About light. We don't think in watt overhere. We think in Lumen and Kelvin. Most of the people use fluorescent T8 (eight), some are using fluorescent T5 (still it is expensive), and some are experimenting with LED and very sparely HQi and CCFL, CDM-T or CDM-R.

The most used fluorescent bars are 3000K (yellow), 4000K (yellow white, 89 lumen), 6500K (daylight, 85 lumen) and 10000K (aquarelle). And not the commercial fluorescent bars but just Philips, Osram, Sylvania etc. which are used in the kitchen. In my NON NPT I use 3 890 (10000K) and 2 840 (4000K). I don't'know the Lumen by heart, so I can't give you all the numbers and it is depending on the brand. But above 50 lumen per liter (about 200 a gallon) is a highlight tank. Other forms are sparely used. There are people with open aquaria, but that will be mostly saltwater and maybe an Amano-tank.

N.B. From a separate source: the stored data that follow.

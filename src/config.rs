//! Runtime configuration for the sample loop and serial transport.

use crate::error::{Result, TelemetryError};
use serde::{Deserialize, Serialize};
use std::path::Path;

/// Configuration for the telemetry loop.
///
/// Fixed for the lifetime of the process; the loop never renegotiates any of
/// these at runtime.
#[derive(Debug, Clone, Serialize, Deserialize)]
pub struct Config {
    /// Serial port the display is attached to (e.g. "/dev/ttyUSB0", "COM3")
    pub serial_port: String,
    /// Serial baud rate
    pub baud_rate: u32,
    /// Normal tick period in milliseconds
    pub interval_ms: u64,
    /// Wait after a transport failure before the next attempt, in milliseconds
    pub backoff_ms: u64,
    /// Full-speed RPM of the CPU fan, used to scale the fan percentage.
    /// Depends on the physically installed fan, so it is configuration.
    pub cpu_fan_max_rpm: u32,
    /// Full-speed RPM of the GPU fan
    pub gpu_fan_max_rpm: u32,
    /// The three volumes reported in the DISKC/DISKD/DISKE slots,
    /// identified by mount point or drive letter
    pub volumes: [String; 3],
}

impl Default for Config {
    fn default() -> Self {
        Self {
            serial_port: "/dev/ttyUSB0".to_string(),
            baud_rate: 115_200,
            interval_ms: crate::DEFAULT_INTERVAL_MS,
            backoff_ms: crate::FAILURE_BACKOFF_MS,
            cpu_fan_max_rpm: 2250,
            gpu_fan_max_rpm: 3500,
            volumes: ["/".to_string(), "/home".to_string(), "/data".to_string()],
        }
    }
}

impl Config {
    /// Create a new configuration for the given serial endpoint.
    pub fn new(serial_port: impl Into<String>, baud_rate: u32) -> Self {
        Self {
            serial_port: serial_port.into(),
            baud_rate,
            ..Default::default()
        }
    }

    /// Load a configuration from a JSON file.
    pub fn load(path: impl AsRef<Path>) -> Result<Self> {
        let raw = std::fs::read_to_string(path.as_ref())?;
        let config: Config = serde_json::from_str(&raw)
            .map_err(|e| TelemetryError::config_error(format!("invalid config file: {}", e)))?;
        config.validate()?;
        Ok(config)
    }

    /// Set the serial port.
    pub fn with_serial_port(mut self, port: impl Into<String>) -> Self {
        self.serial_port = port.into();
        self
    }

    /// Set the baud rate.
    pub fn with_baud_rate(mut self, baud: u32) -> Self {
        self.baud_rate = baud;
        self
    }

    /// Set the tick period in milliseconds.
    pub fn with_interval_ms(mut self, interval_ms: u64) -> Self {
        self.interval_ms = interval_ms;
        self
    }

    /// Set the failure backoff in milliseconds.
    pub fn with_backoff_ms(mut self, backoff_ms: u64) -> Self {
        self.backoff_ms = backoff_ms;
        self
    }

    /// Set the CPU fan full-speed RPM calibration.
    pub fn with_cpu_fan_max_rpm(mut self, rpm: u32) -> Self {
        self.cpu_fan_max_rpm = rpm;
        self
    }

    /// Set the GPU fan full-speed RPM calibration.
    pub fn with_gpu_fan_max_rpm(mut self, rpm: u32) -> Self {
        self.gpu_fan_max_rpm = rpm;
        self
    }

    /// Set the three reported volumes.
    pub fn with_volumes(mut self, volumes: [String; 3]) -> Self {
        self.volumes = volumes;
        self
    }

    /// Check invariants that would otherwise only surface mid-loop.
    pub fn validate(&self) -> Result<()> {
        if self.serial_port.is_empty() {
            return Err(TelemetryError::config_error("serial_port must not be empty"));
        }
        if self.interval_ms == 0 {
            return Err(TelemetryError::config_error("interval_ms must be non-zero"));
        }
        if self.backoff_ms == 0 {
            return Err(TelemetryError::config_error("backoff_ms must be non-zero"));
        }
        if self.cpu_fan_max_rpm == 0 || self.gpu_fan_max_rpm == 0 {
            return Err(TelemetryError::config_error(
                "fan max RPM calibration must be non-zero",
            ));
        }
        Ok(())
    }
}
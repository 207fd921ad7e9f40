//! Free-space lookups for the fixed set of reported volumes.

use sysinfo::Disks;

/// Free-space lookup for one volume, identified by mount point or drive
/// letter. A missing or not-ready volume answers `None`; the caller turns
/// that into a zero reading, never an error.
pub trait VolumeProbe: Send {
    /// Re-enumerate volumes. Called once per tick, before the lookups, so
    /// removable drives that appeared or vanished are seen.
    fn refresh(&mut self) {}

    /// Free bytes on the given volume, or `None` if it cannot be queried.
    fn free_bytes(&mut self, volume: &str) -> Option<u64>;
}

/// Production probe backed by the platform disk list.
pub struct DiskProbe {
    disks: Disks,
}

impl DiskProbe {
    pub fn new() -> Self {
        Self {
            disks: Disks::new_with_refreshed_list(),
        }
    }
}

impl Default for DiskProbe {
    fn default() -> Self {
        Self::new()
    }
}

impl VolumeProbe for DiskProbe {
    fn refresh(&mut self) {
        self.disks.refresh_list();
    }

    fn free_bytes(&mut self, volume: &str) -> Option<u64> {
        self.disks
            .iter()
            .find(|disk| {
                disk.mount_point().to_string_lossy() == volume
                    || disk.name().to_string_lossy() == volume
            })
            .map(|disk| disk.available_space())
    }
}
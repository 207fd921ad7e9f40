//! Conversion of raw snapshot values into display-ready units.

use crate::config::Config;
use crate::metrics::snapshot::{DisplayFrame, Snapshot};

/// Full-speed RPM of the two reported fans. These depend on the physically
/// installed fans, so they come from configuration rather than constants.
#[derive(Debug, Clone, Copy, PartialEq, Eq)]
pub struct FanCalibration {
    pub cpu_max_rpm: u32,
    pub gpu_max_rpm: u32,
}

impl From<&Config> for FanCalibration {
    fn from(config: &Config) -> Self {
        Self {
            cpu_max_rpm: config.cpu_fan_max_rpm,
            gpu_max_rpm: config.gpu_fan_max_rpm,
        }
    }
}

/// Fan speed as a percentage of its calibrated maximum, clamped to [0, 100].
fn fan_percent(rpm: f32, max_rpm: u32) -> u8 {
    let percent = (rpm / max_rpm as f32) * 100.0;
    percent.round().clamp(0.0, 100.0) as u8
}

/// Bytes per second to megabits per second. Unbounded upward.
fn bytes_to_mbps(bytes_per_sec: f32) -> f32 {
    bytes_per_sec * 8.0 / 1_048_576.0
}

/// Pure conversion of one snapshot into a [`DisplayFrame`].
pub fn build_frame(snapshot: &Snapshot, uptime_secs: u64, fans: &FanCalibration) -> DisplayFrame {
    DisplayFrame {
        cpu_temp: snapshot.cpu_temp,
        gpu_temp: snapshot.gpu_temp,
        ram_used_percent: snapshot.ram_used_percent,
        cpu_power: snapshot.cpu_power,
        cpu_clock_mhz: snapshot.cpu_clock_mhz,
        cpu_usage: snapshot.cpu_usage,
        cpu_fan_percent: fan_percent(snapshot.cpu_fan_rpm, fans.cpu_max_rpm),
        gpu_power: snapshot.gpu_power,
        gpu_clock_mhz: snapshot.gpu_clock_mhz,
        gpu_usage: snapshot.gpu_usage,
        gpu_fan_percent: fan_percent(snapshot.gpu_fan_rpm, fans.gpu_max_rpm),
        uptime_secs,
        disk_free_gb: snapshot.disk_free_gb,
        wifi_down_mbps: bytes_to_mbps(snapshot.wifi_down_bps),
        wifi_up_mbps: bytes_to_mbps(snapshot.wifi_up_bps),
    }
}

#[cfg(test)]
mod tests {
    use super::*;

    const FANS: FanCalibration = FanCalibration {
        cpu_max_rpm: 2250,
        gpu_max_rpm: 3500,
    };

    #[test]
    fn test_fan_percent_clamps() {
        assert_eq!(fan_percent(0.0, 2250), 0);
        assert_eq!(fan_percent(1125.0, 2250), 50);
        assert_eq!(fan_percent(2250.0, 2250), 100);
        // Twice the calibrated maximum still reads 100, not 200.
        assert_eq!(fan_percent(4500.0, 2250), 100);
    }

    #[test]
    fn test_fan_percent_is_monotonic() {
        let mut last = 0;
        for rpm in (0..=5000).step_by(50) {
            let percent = fan_percent(rpm as f32, 2250);
            assert!(percent >= last, "fan % dropped at {} rpm", rpm);
            last = percent;
        }
    }

    #[test]
    fn test_fan_percent_rounds_to_nearest() {
        // 1013 / 2250 = 45.02% -> 45; 1024 / 2250 = 45.51% -> 46
        assert_eq!(fan_percent(1013.0, 2250), 45);
        assert_eq!(fan_percent(1024.0, 2250), 46);
    }

    #[test]
    fn test_throughput_converts_to_mbps() {
        // 1 MiB/s = 8 Mbps under the display's 2^20 convention.
        assert_eq!(bytes_to_mbps(1_048_576.0), 8.0);
        assert_eq!(bytes_to_mbps(0.0), 0.0);
        // No upper clamp.
        assert!(bytes_to_mbps(1_000_000_000.0) > 100.0);
    }

    #[test]
    fn test_build_frame_passes_values_through() {
        let snapshot = Snapshot {
            cpu_temp: 55.3,
            cpu_fan_rpm: 1125.0,
            ram_used_percent: 42.0,
            wifi_down_bps: 524_288.0,
            ..Default::default()
        };

        let frame = build_frame(&snapshot, 77, &FANS);
        assert_eq!(frame.cpu_temp, 55.3);
        assert_eq!(frame.cpu_fan_percent, 50);
        assert_eq!(frame.ram_used_percent, 42.0);
        assert_eq!(frame.uptime_secs, 77);
        assert_eq!(frame.wifi_down_mbps, 4.0);
        assert_eq!(frame.gpu_fan_percent, 0);
    }
}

When you buy an aquarium, most of the time it has an integrated "lighthood". Sometimes you will make it yourself, you only buy the glass tank. An example of a standard tank:

Tank of a friend








source:http://www.aquaforum.nl

Most of those integrated lighthoods only can contain 1 fluorescent T8 (eight). The more modern tanks can contain 2 tubes, sometimes T5. In the case of one tube the choice is very important when you look at the color spectrum of a tube.

There is still discussion about reflecting light (won't stop). Some of the aquarist make their own "lighthood" and say painting the inner of the "lighthood" with white is the best, sometimes (like I do) they use reflectors.

Heigth for planted tanks is set at 60 cm (23.6 inch) when keeping Angelfish (Pterophyllum), but the most are 50 cm (19.6 inch) or less. When you want to buy 70cm you have to order it. But the general idea (non scientific based) is that it is to much for a planted tank.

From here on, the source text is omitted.